Retired federal judge J. Michael Luttig, a Republican who is testifying at Thursday's January 6 committee hearing, will provide a sharp condemnation of former President Donald Trump's attempts to overturn the 2020 election, saying Trump and his allies "instigated" a war on democracy "so that he could cling to power," according to a written statement he intends to submit for the committee's record obtained exclusively by CNN.
Luttig outlined in his statement how close he believed democracy came to the brink. "It is breathtaking that these arguments even were conceived, let alone entertained by the President of the United States at that perilous moment in history," Luttig wrote. "Had the Vice President of the United States obeyed the President of the United States, America would immediately have been plunged into what would have been tantamount to a revolution within a paralyzing constitutional crisis."
Luttig will testify at Thursday's House select committee hearing on the US Capitol attack, which is focused on Trump's pressure campaign against then-Vice President Mike Pence to try to overturn the 2020 election on January 6, 2021. Luttig was involved in advising the Pence team against claims from Trump allies like attorney John Eastman, who wrote a memo saying Pence had the power to single-handedly block the certification of the election for Joe Biden. Luttig concluded that January 6 "was the final fateful day for the execution of a well-developed plan by the former president to overturn the 2020 presidential election at any cost."
Originally posted by pianojuggler: The people who need to watch it won’t.
And that's been the problem right along, most significant from the advent of Trump.
(Not just watching on-line stuff but reading the very best of our journalists, scholars and academicians - especially during the Election mess. All those beautiful editorials and super intelligentsia coming out against Trump - even formerly loyal Republican. Only reprinted in liberal pubs.)
Hence our increasing national polarization.
No wonder Trump got so much mileage from early on from his "boast" about loving the poorly educated! It behooves us "elites" to expose ourselves to what the others (who seem so inexplicable) are being told especially with the social media's algorithms feeding members partisan news.
-------------------------------- The most dangerous word in the language is "obvious"
Posts: 14392 | Location: PA | Registered: 20 April 2005
FWIW I make myself watch and listen to a decent sampling of Fox news to try to counter the two-sided echo chamber effect and urge others to do the same. How else can we ever hope to understand one another?
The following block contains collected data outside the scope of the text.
//! Teams and roster membership

use chrono::{DateTime, Utc};
use serde::Serialize;
use uuid::Uuid;

use crate::store::players::Player;

use super::db::{Database, StoreError};

/// A team owned by a user, competing in a league
#[derive(Debug, Clone, Serialize)]
pub struct Team {
    pub id: Uuid,
    pub name: String,
    pub owner_id: Uuid,
    pub league_id: Uuid,
    pub created_at: DateTime<Utc>,
}

/// Team store operations
#[derive(Clone)]
pub struct TeamStore {
    db: Database,
}

impl TeamStore {
    pub fn new(db: Database) -> Self {
        Self { db }
    }

    /// Create a team in a league. Names are unique.
    pub fn create(
        &self,
        name: &str,
        owner_id: Uuid,
        league_id: Uuid,
    ) -> Result<Team, StoreError> {
        let mut tables = self.db.write();

        if !tables.leagues.contains_key(&league_id) {
            return Err(StoreError::NotFound("league"));
        }
        if tables.teams.values().any(|t| t.name == name) {
            return Err(StoreError::Conflict(format!(
                "team '{}' already exists",
                name
            )));
        }

        let team = Team {
            id: Uuid::new_v4(),
            name: name.to_string(),
            owner_id,
            league_id,
            created_at: Utc::now(),
        };
        tables.teams.insert(team.id, team.clone());
        Ok(team)
    }

    pub fn get(&self, team_id: Uuid) -> Result<Team, StoreError> {
        self.db
            .read()
            .teams
            .get(&team_id)
            .cloned()
            .ok_or(StoreError::NotFound("team"))
    }

    /// The team's full roster, in signing order (creation time, then id).
    /// Lineup resolution relies on this order being stable.
    pub fn roster(&self, team_id: Uuid) -> Result<Vec<Player>, StoreError> {
        let tables = self.db.read();

        if !tables.teams.contains_key(&team_id) {
            return Err(StoreError::NotFound("team"));
        }

        let mut roster: Vec<Player> = tables
            .players
            .values()
            .filter(|p| p.team_id == Some(team_id))
            .cloned()
            .collect();
        roster.sort_by(|a, b| (a.created_at, a.id).cmp(&(b.created_at, b.id)));
        Ok(roster)
    }

    /// Sign a free agent to the roster.
    pub fn add_player(&self, team_id: Uuid, player_id: Uuid) -> Result<Player, StoreError> {
        let mut tables = self.db.write();

        if !tables.teams.contains_key(&team_id) {
            return Err(StoreError::NotFound("team"));
        }
        let player = tables
            .players
            .get_mut(&player_id)
            .ok_or(StoreError::NotFound("player"))?;

        if player.team_id.is_some() {
            return Err(StoreError::Conflict(
                "player is already rostered".to_string(),
            ));
        }

        player.team_id = Some(team_id);
        Ok(player.clone())
    }

    /// Release a player from this team's roster.
    pub fn remove_player(&self, team_id: Uuid, player_id: Uuid) -> Result<Player, StoreError> {
        let mut tables = self.db.write();

        if !tables.teams.contains_key(&team_id) {
            return Err(StoreError::NotFound("team"));
        }
        let player = tables
            .players
            .get_mut(&player_id)
            .ok_or(StoreError::NotFound("player"))?;

        if player.team_id != Some(team_id) {
            return Err(StoreError::NotFound("roster entry"));
        }

        player.team_id = None;
        Ok(player.clone())
    }
}

#[cfg(test)]
mod tests {
    use super::*;
    use crate::game::generator::generate_player;
    use crate::store::leagues::LeagueStore;
    use crate::store::players::PlayerStore;
    use rand::SeedableRng;
    use rand_chacha::ChaCha8Rng;

    fn fixture() -> (TeamStore, PlayerStore, Team) {
        let db = Database::new();
        let leagues = LeagueStore::new(db.clone());
        let teams = TeamStore::new(db.clone());
        let players = PlayerStore::new(db);

        let league = leagues.create("Test League").unwrap();
        let team = teams
            .create("Holyhead Harpies", Uuid::new_v4(), league.id)
            .unwrap();
        (teams, players, team)
    }

    #[test]
    fn double_signing_is_conflict() {
        let (teams, players, team) = fixture();
        let mut rng = ChaCha8Rng::seed_from_u64(1);
        let stored = players.insert_many(vec![generate_player(&mut rng)]);

        teams.add_player(team.id, stored[0].id).unwrap();
        assert!(matches!(
            teams.add_player(team.id, stored[0].id),
            Err(StoreError::Conflict(_))
        ));
    }

    #[test]
    fn removing_an_unrostered_player_fails() {
        let (teams, players, team) = fixture();
        let mut rng = ChaCha8Rng::seed_from_u64(2);
        let stored = players.insert_many(vec![generate_player(&mut rng)]);

        assert!(matches!(
            teams.remove_player(team.id, stored[0].id),
            Err(StoreError::NotFound("roster entry"))
        ));
    }

    #[test]
    fn roster_keeps_signing_order() {
        let (teams, players, team) = fixture();
        let mut rng = ChaCha8Rng::seed_from_u64(3);

        let batch: Vec<_> = (0..4).map(|_| generate_player(&mut rng)).collect();
        let stored = players.insert_many(batch);
        for player in &stored {
            teams.add_player(team.id, player.id).unwrap();
        }

        let roster = teams.roster(team.id).unwrap();
        let expected: Vec<Uuid> = {
            let mut sorted = stored.clone();
            sorted.sort_by(|a, b| (a.created_at, a.id).cmp(&(b.created_at, b.id)));
            sorted.iter().map(|p| p.id).collect()
        };
        let actual: Vec<Uuid> = roster.iter().map(|p| p.id).collect();
        assert_eq!(actual, expected);
    }
}
//! Leagues and seasons

use chrono::{DateTime, Utc};
use serde::Serialize;
use uuid::Uuid;

use super::db::{Database, StoreError};

/// A league of teams
#[derive(Debug, Clone, Serialize)]
pub struct League {
    pub id: Uuid,
    pub name: String,
    pub created_at: DateTime<Utc>,
}

/// A scheduling window for games within a league
#[derive(Debug, Clone, Serialize)]
pub struct Season {
    pub id: Uuid,
    pub league_id: Uuid,
    pub start_date: DateTime<Utc>,
    pub end_date: DateTime<Utc>,
    /// Simulated minutes between interval logs
    pub game_interval: u32,
}

/// League store operations
#[derive(Clone)]
pub struct LeagueStore {
    db: Database,
}

impl LeagueStore {
    pub fn new(db: Database) -> Self {
        Self { db }
    }

    /// Create a league. Names are unique.
    pub fn create(&self, name: &str) -> Result<League, StoreError> {
        let mut tables = self.db.write();

        if tables.leagues.values().any(|l| l.name == name) {
            return Err(StoreError::Conflict(format!(
                "league '{}' already exists",
                name
            )));
        }

        let league = League {
            id: Uuid::new_v4(),
            name: name.to_string(),
            created_at: Utc::now(),
        };
        tables.leagues.insert(league.id, league.clone());
        Ok(league)
    }

    /// All leagues, oldest first.
    pub fn list(&self) -> Vec<League> {
        let mut leagues: Vec<League> = self.db.read().leagues.values().cloned().collect();
        leagues.sort_by(|a, b| (a.created_at, a.id).cmp(&(b.created_at, b.id)));
        leagues
    }

    /// Delete a league and everything under it: its seasons and their
    /// games, its teams and their games, each game's snitch, bludgers and
    /// interval logs. Rostered players are released, not deleted.
    pub fn delete(&self, league_id: Uuid) -> Result<(), StoreError> {
        let mut tables = self.db.write();

        if !tables.leagues.contains_key(&league_id) {
            return Err(StoreError::NotFound("league"));
        }

        let season_ids: Vec<Uuid> = tables
            .seasons
            .values()
            .filter(|s| s.league_id == league_id)
            .map(|s| s.id)
            .collect();
        for season_id in season_ids {
            tables.cascade_delete_season(season_id);
        }

        let team_ids: Vec<Uuid> = tables
            .teams
            .values()
            .filter(|t| t.league_id == league_id)
            .map(|t| t.id)
            .collect();
        for team_id in team_ids {
            tables.cascade_delete_team(team_id);
        }

        tables.leagues.remove(&league_id);
        Ok(())
    }

    /// Create a season under a league.
    pub fn create_season(
        &self,
        league_id: Uuid,
        start_date: DateTime<Utc>,
        end_date: DateTime<Utc>,
        game_interval: u32,
    ) -> Result<Season, StoreError> {
        let mut tables = self.db.write();

        if !tables.leagues.contains_key(&league_id) {
            return Err(StoreError::NotFound("league"));
        }

        let season = Season {
            id: Uuid::new_v4(),
            league_id,
            start_date,
            end_date,
            game_interval,
        };
        tables.seasons.insert(season.id, season.clone());
        Ok(season)
    }
}
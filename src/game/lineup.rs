//! Roster partitioning into starters and bench by depth rank

use serde::{Deserialize, Serialize};

use crate::store::players::Player;

/// The four playable positions
#[derive(Debug, Clone, Copy, PartialEq, Eq, Hash, Serialize, Deserialize)]
pub enum Position {
    Seeker,
    Keeper,
    Beater,
    Chaser,
}

impl Position {
    pub const ALL: [Position; 4] = [
        Position::Seeker,
        Position::Keeper,
        Position::Beater,
        Position::Chaser,
    ];

    /// Case-insensitive parse of a position name.
    pub fn parse(name: &str) -> Option<Position> {
        match name.to_ascii_lowercase().as_str() {
            "seeker" => Some(Position::Seeker),
            "keeper" => Some(Position::Keeper),
            "beater" => Some(Position::Beater),
            "chaser" => Some(Position::Chaser),
            _ => None,
        }
    }
}

/// One value per playable position
#[derive(Debug, Clone, Default, PartialEq, Eq, Serialize, Deserialize)]
pub struct PositionMap<T> {
    #[serde(rename = "Seeker")]
    pub seeker: T,
    #[serde(rename = "Keeper")]
    pub keeper: T,
    #[serde(rename = "Beater")]
    pub beater: T,
    #[serde(rename = "Chaser")]
    pub chaser: T,
}

impl<T> PositionMap<T> {
    pub fn from_fn(mut f: impl FnMut(Position) -> T) -> Self {
        Self {
            seeker: f(Position::Seeker),
            keeper: f(Position::Keeper),
            beater: f(Position::Beater),
            chaser: f(Position::Chaser),
        }
    }

    pub fn get(&self, position: Position) -> &T {
        match position {
            Position::Seeker => &self.seeker,
            Position::Keeper => &self.keeper,
            Position::Beater => &self.beater,
            Position::Chaser => &self.chaser,
        }
    }

    pub fn get_mut(&mut self, position: Position) -> &mut T {
        match position {
            Position::Seeker => &mut self.seeker,
            Position::Keeper => &mut self.keeper,
            Position::Beater => &mut self.beater,
            Position::Chaser => &mut self.chaser,
        }
    }

    pub fn iter(&self) -> impl Iterator<Item = (Position, &T)> + '_ {
        Position::ALL.into_iter().map(move |p| (p, self.get(p)))
    }
}

/// Which half of the starter/bench split a lineup query wants
#[derive(Debug, Clone, Copy, PartialEq, Eq, Serialize, Deserialize)]
#[serde(rename_all = "snake_case")]
pub enum LineupKind {
    Starters,
    Bench,
}

impl LineupKind {
    pub fn parse(name: &str) -> Option<LineupKind> {
        match name {
            "starters" => Some(LineupKind::Starters),
            "bench" => Some(LineupKind::Bench),
            _ => None,
        }
    }
}

/// Starter depth thresholds per position. A player is a starter iff their
/// depth rank does not exceed the threshold at their current position.
#[derive(Debug, Clone)]
pub struct LineupRules {
    pub starter_depth: PositionMap<i32>,
}

impl Default for LineupRules {
    fn default() -> Self {
        Self {
            starter_depth: PositionMap {
                seeker: 1,
                keeper: 1,
                beater: 2,
                chaser: 3,
            },
        }
    }
}

/// Partition a roster and keep the requested half.
///
/// Output per position is ordered by ascending depth; equal depths keep
/// the roster's supplied order (stable sort).
pub fn resolve_lineup(
    roster: &[Player],
    kind: LineupKind,
    rules: &LineupRules,
) -> PositionMap<Vec<Player>> {
    let mut by_depth: Vec<&Player> = roster.iter().collect();
    by_depth.sort_by_key(|p| p.depth);

    let mut lineup: PositionMap<Vec<Player>> = PositionMap::default();
    for player in by_depth {
        let threshold = *rules.starter_depth.get(player.current_position);
        let is_starter = player.depth <= threshold;
        let wanted = match kind {
            LineupKind::Starters => is_starter,
            LineupKind::Bench => !is_starter,
        };
        if wanted {
            lineup.get_mut(player.current_position).push(player.clone());
        }
    }
    lineup
}

fn position_counts(roster: &[Player]) -> PositionMap<i32> {
    let mut counts: PositionMap<i32> = PositionMap::default();
    for player in roster {
        *counts.get_mut(player.current_position) += 1;
    }
    counts
}

/// How many starters each position is short of its threshold.
pub fn missing_starters(roster: &[Player], rules: &LineupRules) -> PositionMap<u32> {
    let filled = position_counts(roster);
    PositionMap::from_fn(|position| {
        let threshold = *rules.starter_depth.get(position);
        (threshold - filled.get(position)).max(0) as u32
    })
}

/// True iff every position has at least its threshold of players.
pub fn all_positions_filled(roster: &[Player], rules: &LineupRules) -> bool {
    position_counts(roster)
        .iter()
        .all(|(position, count)| *count >= *rules.starter_depth.get(position))
}
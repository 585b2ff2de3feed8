//! Authentication middleware and JWT handling

use axum::{
    extract::{Request, State},
    http::StatusCode,
    middleware::Next,
    response::{IntoResponse, Response},
};
use base64::{engine::general_purpose::URL_SAFE_NO_PAD, Engine};
use hmac::{Hmac, Mac};
use serde::{Deserialize, Serialize};
use sha2::Sha256;
use uuid::Uuid;

use crate::app::AppState;
use crate::store::users::ROLE_ADMIN;
use crate::util::time::unix_secs;

type HmacSha256 = Hmac<Sha256>;

/// Claims carried by an access token
#[derive(Debug, Clone, Serialize, Deserialize)]
pub struct JwtClaims {
    /// Subject (user ID)
    pub sub: Uuid,
    pub username: String,
    pub role: String,
    /// Expiration time (Unix timestamp)
    pub exp: u64,
    /// Issued at (Unix timestamp)
    #[serde(default)]
    pub iat: u64,
}

fn signature_for(message: &str, secret: &str) -> Result<Vec<u8>, AuthError> {
    let mut mac =
        HmacSha256::new_from_slice(secret.as_bytes()).map_err(|_| AuthError::InvalidToken)?;
    mac.update(message.as_bytes());
    Ok(mac.finalize().into_bytes().to_vec())
}

/// Issue an HS256 token for a user, valid for `ttl_secs`.
pub fn sign_jwt(
    user_id: Uuid,
    username: &str,
    role: &str,
    secret: &str,
    ttl_secs: u64,
) -> Result<String, AuthError> {
    let now = unix_secs();
    let claims = JwtClaims {
        sub: user_id,
        username: username.to_string(),
        role: role.to_string(),
        exp: now + ttl_secs,
        iat: now,
    };

    let header_b64 = URL_SAFE_NO_PAD.encode(r#"{"alg":"HS256","typ":"JWT"}"#);
    let payload_json = serde_json::to_vec(&claims).map_err(|_| AuthError::InvalidToken)?;
    let payload_b64 = URL_SAFE_NO_PAD.encode(payload_json);

    let message = format!("{}.{}", header_b64, payload_b64);
    let signature = signature_for(&message, secret)?;

    Ok(format!("{}.{}", message, URL_SAFE_NO_PAD.encode(signature)))
}

/// Verify a token and extract its claims
pub fn verify_jwt(token: &str, secret: &str) -> Result<JwtClaims, AuthError> {
    let parts: Vec<&str> = token.split('.').collect();
    if parts.len() != 3 {
        return Err(AuthError::InvalidToken);
    }

    let header_b64 = parts[0];
    let payload_b64 = parts[1];
    let signature_b64 = parts[2];

    // Verify signature (HMAC-SHA256)
    let message = format!("{}.{}", header_b64, payload_b64);
    let expected_signature = signature_for(&message, secret)?;
    let provided_signature = URL_SAFE_NO_PAD
        .decode(signature_b64)
        .map_err(|_| AuthError::InvalidToken)?;

    if expected_signature.as_slice() != provided_signature.as_slice() {
        return Err(AuthError::InvalidToken);
    }

    // Decode payload
    let payload_json = URL_SAFE_NO_PAD
        .decode(payload_b64)
        .map_err(|_| AuthError::InvalidToken)?;

    let claims: JwtClaims =
        serde_json::from_slice(&payload_json).map_err(|_| AuthError::InvalidToken)?;

    if claims.exp < unix_secs() {
        return Err(AuthError::TokenExpired);
    }

    Ok(claims)
}

/// Extract JWT from Authorization header
pub fn extract_bearer_token(auth_header: &str) -> Option<&str> {
    auth_header.strip_prefix("Bearer ")
}

/// Authentication error types
#[derive(Debug, thiserror::Error)]
pub enum AuthError {
    #[error("Missing authorization header")]
    MissingHeader,

    #[error("Invalid authorization header format")]
    InvalidFormat,

    #[error("Invalid token")]
    InvalidToken,

    #[error("Token expired")]
    TokenExpired,

    #[error("Unknown user")]
    UnknownUser,

    #[error("Admin access required")]
    AdminRequired,
}

impl IntoResponse for AuthError {
    fn into_response(self) -> Response {
        let status = match &self {
            AuthError::MissingHeader => StatusCode::UNAUTHORIZED,
            AuthError::InvalidFormat => StatusCode::BAD_REQUEST,
            AuthError::InvalidToken => StatusCode::UNAUTHORIZED,
            AuthError::TokenExpired => StatusCode::UNAUTHORIZED,
            AuthError::UnknownUser => StatusCode::UNAUTHORIZED,
            AuthError::AdminRequired => StatusCode::FORBIDDEN,
        };

        (status, self.to_string()).into_response()
    }
}

/// Authenticated user extractor result
#[derive(Debug, Clone)]
pub struct AuthenticatedUser {
    pub user_id: Uuid,
    pub username: String,
    pub role: String,
}

impl AuthenticatedUser {
    pub fn is_admin(&self) -> bool {
        self.role == ROLE_ADMIN
    }
}

/// Middleware to require a valid bearer token backed by a live user
pub async fn require_auth(
    State(state): State<AppState>,
    mut request: Request,
    next: Next,
) -> Result<Response, AuthError> {
    let auth_header = request
        .headers()
        .get("Authorization")
        .and_then(|h| h.to_str().ok())
        .ok_or(AuthError::MissingHeader)?;

    let token = extract_bearer_token(auth_header).ok_or(AuthError::InvalidFormat)?;

    let claims = verify_jwt(token, &state.config.jwt_secret)?;

    // The token must still point at a real account; roles are read from
    // the store, not the token, so a demotion takes effect immediately.
    let user = state
        .users
        .get(claims.sub)
        .map_err(|_| AuthError::UnknownUser)?;

    let auth_user = AuthenticatedUser {
        user_id: user.id,
        username: user.username,
        role: user.role,
    };

    request.extensions_mut().insert(auth_user);

    Ok(next.run(request).await)
}

/// Middleware to require the admin role. Layered inside `require_auth`.
pub async fn require_admin(request: Request, next: Next) -> Result<Response, AuthError> {
    let is_admin = request
        .extensions()
        .get::<AuthenticatedUser>()
        .map(|u| u.is_admin())
        .unwrap_or(false);

    if !is_admin {
        return Err(AuthError::AdminRequired);
    }
    Ok(next.run(request).await)
}

#[cfg(test)]
mod tests {
    use super::*;

    const SECRET: &str = "test-secret";

    #[test]
    fn sign_then_verify_round_trips() {
        let user_id = Uuid::new_v4();
        let token = sign_jwt(user_id, "viktor", "manager", SECRET, 60).unwrap();

        let claims = verify_jwt(&token, SECRET).unwrap();
        assert_eq!(claims.sub, user_id);
        assert_eq!(claims.username, "viktor");
        assert_eq!(claims.role, "manager");
        assert!(claims.exp > claims.iat);
    }

    #[test]
    fn tampered_token_is_rejected() {
        let token = sign_jwt(Uuid::new_v4(), "viktor", "manager", SECRET, 60).unwrap();

        let mut parts: Vec<String> = token.split('.').map(String::from).collect();
        parts[1] = URL_SAFE_NO_PAD.encode(r#"{"sub":"00000000-0000-0000-0000-000000000000","username":"viktor","role":"admin","exp":99999999999,"iat":0}"#);
        let forged = parts.join(".");

        assert!(matches!(
            verify_jwt(&forged, SECRET),
            Err(AuthError::InvalidToken)
        ));
    }

    #[test]
    fn wrong_secret_is_rejected() {
        let token = sign_jwt(Uuid::new_v4(), "viktor", "manager", SECRET, 60).unwrap();
        assert!(matches!(
            verify_jwt(&token, "other-secret"),
            Err(AuthError::InvalidToken)
        ));
    }

    #[test]
    fn expired_token_is_rejected() {
        // Hand-sign a token that already ran out.
        let claims = JwtClaims {
            sub: Uuid::new_v4(),
            username: "viktor".to_string(),
            role: "manager".to_string(),
            exp: unix_secs().saturating_sub(60),
            iat: 0,
        };
        let header_b64 = URL_SAFE_NO_PAD.encode(r#"{"alg":"HS256","typ":"JWT"}"#);
        let payload_b64 = URL_SAFE_NO_PAD.encode(serde_json::to_vec(&claims).unwrap());
        let message = format!("{}.{}", header_b64, payload_b64);
        let signature = signature_for(&message, SECRET).unwrap();
        let stale = format!("{}.{}", message, URL_SAFE_NO_PAD.encode(signature));

        assert!(matches!(
            verify_jwt(&stale, SECRET),
            Err(AuthError::TokenExpired)
        ));
    }

    #[test]
    fn bearer_extraction() {
        assert_eq!(extract_bearer_token("Bearer abc.def.ghi"), Some("abc.def.ghi"));
        assert_eq!(extract_bearer_token("Basic abc"), None);
    }
}
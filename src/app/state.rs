//! Application state shared across routes

use std::sync::Arc;

use crate::config::Config;
use crate::game::GameService;
use crate::store::{Database, GameStore, LeagueStore, PlayerStore, TeamStore, UserStore};
use crate::util::rate_limit::{create_limiter, Limiter, LOGIN_RATE_LIMIT};

/// Shared application state
#[derive(Clone)]
pub struct AppState {
    pub config: Arc<Config>,
    pub db: Database,
    pub users: UserStore,
    pub leagues: LeagueStore,
    pub teams: TeamStore,
    pub players: PlayerStore,
    pub games: GameStore,
    pub sim: Arc<GameService>,
    pub login_limiter: Arc<Limiter>,
}

impl AppState {
    pub fn new(config: Config) -> Self {
        let config = Arc::new(config);

        // One table set behind every store
        let db = Database::new();

        let users = UserStore::new(db.clone());
        let leagues = LeagueStore::new(db.clone());
        let teams = TeamStore::new(db.clone());
        let players = PlayerStore::new(db.clone());
        let games = GameStore::new(db.clone());

        // The simulation service owns the only RNG in the process
        let sim = Arc::new(GameService::new(
            teams.clone(),
            players.clone(),
            games.clone(),
            config.arena,
            config.rng_seed,
        ));

        let login_limiter = create_limiter(LOGIN_RATE_LIMIT);

        Self {
            config,
            db,
            users,
            leagues,
            teams,
            players,
            games,
            sim,
            login_limiter,
        }
    }
}
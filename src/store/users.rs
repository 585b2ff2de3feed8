//! User accounts and roles

use chrono::{DateTime, Utc};
use serde::Serialize;
use uuid::Uuid;

use super::db::{Database, StoreError};

pub const ROLE_MANAGER: &str = "manager";
pub const ROLE_ADMIN: &str = "admin";

/// Registered account. The password hash never serializes.
#[derive(Debug, Clone, Serialize)]
pub struct User {
    pub id: Uuid,
    pub username: String,
    #[serde(skip_serializing)]
    pub password_hash: String,
    pub role: String,
    pub created_at: DateTime<Utc>,
}

/// User store operations
#[derive(Clone)]
pub struct UserStore {
    db: Database,
}

impl UserStore {
    pub fn new(db: Database) -> Self {
        Self { db }
    }

    /// Create a user with the given role. Usernames are unique.
    pub fn create(
        &self,
        username: &str,
        password_hash: &str,
        role: &str,
    ) -> Result<User, StoreError> {
        let mut tables = self.db.write();

        if tables.users.values().any(|u| u.username == username) {
            return Err(StoreError::Conflict(format!(
                "username '{}' already registered",
                username
            )));
        }

        let user = User {
            id: Uuid::new_v4(),
            username: username.to_string(),
            password_hash: password_hash.to_string(),
            role: role.to_string(),
            created_at: Utc::now(),
        };
        tables.users.insert(user.id, user.clone());
        Ok(user)
    }

    pub fn get(&self, user_id: Uuid) -> Result<User, StoreError> {
        self.db
            .read()
            .users
            .get(&user_id)
            .cloned()
            .ok_or(StoreError::NotFound("user"))
    }

    pub fn get_by_username(&self, username: &str) -> Result<User, StoreError> {
        self.db
            .read()
            .users
            .values()
            .find(|u| u.username == username)
            .cloned()
            .ok_or(StoreError::NotFound("user"))
    }

    /// Flip a user's role between manager and admin.
    pub fn toggle_role(&self, username: &str) -> Result<User, StoreError> {
        let mut tables = self.db.write();

        let user = tables
            .users
            .values_mut()
            .find(|u| u.username == username)
            .ok_or(StoreError::NotFound("user"))?;

        user.role = if user.role == ROLE_ADMIN {
            ROLE_MANAGER.to_string()
        } else {
            ROLE_ADMIN.to_string()
        };
        Ok(user.clone())
    }
}

#[cfg(test)]
mod tests {
    use super::*;

    fn store() -> UserStore {
        UserStore::new(Database::new())
    }

    #[test]
    fn duplicate_username_is_conflict() {
        let users = store();
        users.create("viktor", "hash", ROLE_MANAGER).unwrap();

        match users.create("viktor", "other", ROLE_MANAGER) {
            Err(StoreError::Conflict(_)) => {}
            other => panic!("expected conflict, got {:?}", other.map(|u| u.username)),
        }
    }

    #[test]
    fn toggle_role_round_trips() {
        let users = store();
        let created = users.create("gwenog", "hash", ROLE_MANAGER).unwrap();
        assert_eq!(created.role, ROLE_MANAGER);

        let promoted = users.toggle_role("gwenog").unwrap();
        assert_eq!(promoted.role, ROLE_ADMIN);

        let demoted = users.toggle_role("gwenog").unwrap();
        assert_eq!(demoted.role, ROLE_MANAGER);
        assert_eq!(demoted.id, created.id);
    }

    #[test]
    fn unknown_user_is_not_found() {
        let users = store();
        assert!(matches!(
            users.get_by_username("nobody"),
            Err(StoreError::NotFound("user"))
        ));
    }
}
I realize it can feel sickening, especially for those of us who are already so demoralized, but I really think it's our obligation if only to set an example.
How about you?
I'm sorry to say I have the impression that here, anyway, those who despise Trump have no real response to (what is seeming to be) the increasing likelihood of his winning next time around, apart from expatriation.
THEN what and who will we have left?
-------------------------------- The most dangerous word in the language is "obvious"
Posts: 14392 | Location: PA | Registered: 20 April 2005
Christie put it well after today's hearing...Trump had really good people around him but when they told him what he didn't want to hear, he turned to the Crackpot Squad (Eastman, Giuliani, Flynn, et al.).
And meanwhile, no one from the GOP has come forward yet in support of Pence taking the principled stand that he did in refusing to overturn the election because he had no legal or constitutional basis to do so.
-------------------------------- When the world wearies and society ceases to satisfy, there is always the garden - Minnie Aumônier
Posts: 38221 | Location: Somewhere in the middle | Registered: 19 January 2010
Nearly six in 10 Americans think former President Donald Trump should be charged with a crime for his role in the Jan. 6 attack on the U.S. Capitol, according to an ABC News/Ipsos poll.
The big picture: The findings represent a slight increase since the start of a series of public hearings by the House special committee investigating the Jan. 6 insurrection.
The mother and daughter from Fulton County who were thrown into a dizzying harassment campaign by President Donald Trump and his allies in the wake of the 2020 election gave emotional testimony on Tuesday to the Jan. 6 Committee about the life-altering effects of that campaign.
"Do you know how it feels to have the President of the United States to target you?" Ruby Freeman, the mother of now-former Fulton County elections worker Wandrea' "Shaye" Moss said in taped testimony. "The President of the United States is supposed to represent every American, not to target one. but he targeted me, 'Lady Ruby' - a small business owner, a mother, a proud American citizen who stood up to help Fulton County run the election in the middle of the pandemic."
Freeman was a volunteer at State Farm Arena on Election Night 2020, a fateful event that launched them into the crosshairs of the most powerful man in the world as he sought to overturn Georgia's election results and remain in office.